If the recent move by Britain and the US (among others) to step up ‘security’ against specific threats were worth piss in a fire, they would have instituted them long before now. The threat is not a new threat. The existence of liquid or gel explosives is not a new threat. The fact that a plot was apparently thwarted against a specific attack does not make the issue new or the ‘solution’ novel.
What we are seeing is a PR move. This is all to help an industry. An attempt to maintain the public’s confidence in air travel.
The real solution will cost a lot more money, and won’t help the extant leaders maintain their thinly veiled records on terrorism and innovative policies.
It’s a shame that their facade holds even now. Bush failed to prevent terrorism, and yet he’s seen as being strong against it. Blair failed too.
I’m a strong advocate for mass transit systems. People tell me, “well trains won’t work here I live in the middle of nowhere,” or talk about how trains are just as viable of terrorist targets as planes.
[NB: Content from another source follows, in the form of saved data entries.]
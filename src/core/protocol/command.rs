//! AT command formatting

use std::fmt;

/// Command terminator
pub const CR: char = '\r';

/// A single AT command argument
#[derive(Debug, Clone, PartialEq, Eq)]
pub enum Arg {
    /// Rendered with its decimal representation
    Int(i64),
    /// Rendered between double quotes, without escaping
    Str(String),
    /// Elements rendered and joined with `,`
    List(Vec<Arg>),
}

impl Arg {
    /// Wire representation of this argument
    pub fn encode(&self) -> String {
        match self {
            Self::Int(n) => n.to_string(),
            Self::Str(s) => format!("\"{s}\""),
            Self::List(items) => encode_args(items),
        }
    }
}

impl fmt::Display for Arg {
    fn fmt(&self, f: &mut fmt::Formatter<'_>) -> fmt::Result {
        f.write_str(&self.encode())
    }
}

impl From<i64> for Arg {
    fn from(n: i64) -> Self {
        Self::Int(n)
    }
}

impl From<i32> for Arg {
    fn from(n: i32) -> Self {
        Self::Int(i64::from(n))
    }
}

impl From<u32> for Arg {
    fn from(n: u32) -> Self {
        Self::Int(i64::from(n))
    }
}

impl From<&str> for Arg {
    fn from(s: &str) -> Self {
        Self::Str(s.to_string())
    }
}

impl From<String> for Arg {
    fn from(s: String) -> Self {
        Self::Str(s)
    }
}

impl<T: Into<Arg>> From<Vec<T>> for Arg {
    fn from(items: Vec<T>) -> Self {
        Self::List(items.into_iter().map(Into::into).collect())
    }
}

fn encode_args(args: &[Arg]) -> String {
    args.iter().map(Arg::encode).collect::<Vec<_>>().join(",")
}

/// Render `name` and `args` into the wire string `AT<name><args>\r`
///
/// Carriage returns inside the name or the arguments are dropped, so the
/// only CR in the output is the terminator.
pub fn format_command(name: &str, args: &[Arg]) -> String {
    let body: String = format!("AT{name}{}", encode_args(args))
        .chars()
        .filter(|&c| c != CR)
        .collect();
    format!("{body}{CR}")
}

/// An AT command: name (without the `AT` prefix) plus arguments
#[derive(Debug, Clone, PartialEq, Eq)]
pub struct Command {
    name: String,
    args: Vec<Arg>,
}

impl Command {
    /// Command without arguments
    pub fn new(name: impl Into<String>) -> Self {
        Self {
            name: name.into(),
            args: Vec::new(),
        }
    }

    /// Append an argument
    #[must_use]
    pub fn arg(mut self, arg: impl Into<Arg>) -> Self {
        self.args.push(arg.into());
        self
    }

    /// Command name, e.g. `+CMEE=`
    pub fn name(&self) -> &str {
        &self.name
    }

    /// Arguments in order
    pub fn args(&self) -> &[Arg] {
        &self.args
    }

    /// Name with one trailing `?` and then one trailing `=` removed
    ///
    /// This is the prefix the modem echoes in front of its answer:
    /// `+CPBR=?` answers with `+CPBR: ...`.
    pub fn canonical_name(&self) -> &str {
        canonical_name(&self.name)
    }

    /// Wire string for this command
    pub fn to_wire(&self) -> String {
        format_command(&self.name, &self.args)
    }
}

impl fmt::Display for Command {
    fn fmt(&self, f: &mut fmt::Formatter<'_>) -> fmt::Result {
        write!(f, "AT{}{}", self.name, encode_args(&self.args))
    }
}

pub(crate) fn canonical_name(name: &str) -> &str {
    let name = name.strip_suffix('?').unwrap_or(name);
    name.strip_suffix('=').unwrap_or(name)
}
They discount the idea that new ideas might crop up if we actually invest in the research. That we could invent ways to reduce crime, make policing easier, reduce threats, increase efficiency, build a stronger economy, et al. in a single swoop of action.
There’s not a state in the Union that evermore dares to try to be the city upon the hill. There is not a state, or a city, that has charged itself with a radical overhaul and the journey into the unknown to find and prove by the steel of their own resolve a new way of life. That’s the way that others will change, when they see someone else change first. It doesn’t have to be perfect, only more perfect.
But it can’t be leadership as usual. No one has all the answers, and yet the politicians will pretend they do. Rather than a leader who will say, “things are great and they’re gonna stay that way,” we need leaders who say, “I’m here to try something else, and if it doesn’t work I will be the first to admit it, and the first to work on a different idea.”
It hasn’t happened for a couple of centuries now, but that doesn’t mean it can’t.
To hell with tradition, lest that tradition be innovation.